*** Opening of Entries supplied ***
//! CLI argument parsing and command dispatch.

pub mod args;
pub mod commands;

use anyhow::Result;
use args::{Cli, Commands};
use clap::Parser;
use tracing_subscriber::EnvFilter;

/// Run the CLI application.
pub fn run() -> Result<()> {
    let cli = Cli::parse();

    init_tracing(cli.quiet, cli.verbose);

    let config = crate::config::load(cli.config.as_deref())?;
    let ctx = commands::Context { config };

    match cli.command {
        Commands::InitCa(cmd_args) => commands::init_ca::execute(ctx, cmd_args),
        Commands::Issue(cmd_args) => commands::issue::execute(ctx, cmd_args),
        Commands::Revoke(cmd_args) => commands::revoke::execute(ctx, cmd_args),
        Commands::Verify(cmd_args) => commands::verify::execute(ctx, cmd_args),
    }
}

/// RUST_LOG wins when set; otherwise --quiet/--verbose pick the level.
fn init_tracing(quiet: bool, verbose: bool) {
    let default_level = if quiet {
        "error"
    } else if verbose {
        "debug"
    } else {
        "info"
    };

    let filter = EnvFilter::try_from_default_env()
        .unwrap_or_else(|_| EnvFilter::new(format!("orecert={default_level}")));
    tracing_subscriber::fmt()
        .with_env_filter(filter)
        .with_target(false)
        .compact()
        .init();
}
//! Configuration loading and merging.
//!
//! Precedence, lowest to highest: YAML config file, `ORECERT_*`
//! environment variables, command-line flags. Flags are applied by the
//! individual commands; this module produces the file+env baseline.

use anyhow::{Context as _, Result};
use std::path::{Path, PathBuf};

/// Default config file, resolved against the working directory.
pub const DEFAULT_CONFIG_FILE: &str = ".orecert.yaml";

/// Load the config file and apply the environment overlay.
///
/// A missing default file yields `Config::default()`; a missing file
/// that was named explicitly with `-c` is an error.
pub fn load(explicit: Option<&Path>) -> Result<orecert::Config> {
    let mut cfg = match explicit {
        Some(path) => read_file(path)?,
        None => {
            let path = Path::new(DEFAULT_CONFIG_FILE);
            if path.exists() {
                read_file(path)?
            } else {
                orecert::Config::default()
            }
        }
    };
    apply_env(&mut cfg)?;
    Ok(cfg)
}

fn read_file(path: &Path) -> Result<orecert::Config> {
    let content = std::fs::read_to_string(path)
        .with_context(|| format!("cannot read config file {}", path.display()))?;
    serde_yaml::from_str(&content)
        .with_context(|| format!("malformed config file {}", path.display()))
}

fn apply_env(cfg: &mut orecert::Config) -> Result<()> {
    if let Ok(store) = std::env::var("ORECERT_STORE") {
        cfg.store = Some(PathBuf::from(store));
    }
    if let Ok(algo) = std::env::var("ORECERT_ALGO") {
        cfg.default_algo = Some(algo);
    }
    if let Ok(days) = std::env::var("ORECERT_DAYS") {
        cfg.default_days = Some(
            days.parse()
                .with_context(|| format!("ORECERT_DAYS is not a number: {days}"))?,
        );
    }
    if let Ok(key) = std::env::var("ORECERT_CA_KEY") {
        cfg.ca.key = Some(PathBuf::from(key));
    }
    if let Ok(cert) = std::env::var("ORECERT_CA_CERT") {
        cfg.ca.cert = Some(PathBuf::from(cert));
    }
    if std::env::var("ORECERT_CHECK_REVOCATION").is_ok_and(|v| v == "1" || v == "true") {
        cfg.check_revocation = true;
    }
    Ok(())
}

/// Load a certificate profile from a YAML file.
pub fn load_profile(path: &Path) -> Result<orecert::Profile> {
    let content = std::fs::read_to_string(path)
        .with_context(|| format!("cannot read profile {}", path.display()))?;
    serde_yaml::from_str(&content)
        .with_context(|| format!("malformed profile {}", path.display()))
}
*** Close of Entries supplied ***
→ **Work task**: If a line in the entries above contains the word "quiet", copy it.

→ **Your response**:
    init_tracing(cli.quiet, cli.verbose);
/// RUST_LOG wins when set; otherwise --quiet/--verbose pick the level.
fn init_tracing(quiet: bool, verbose: bool) {
    let default_level = if quiet {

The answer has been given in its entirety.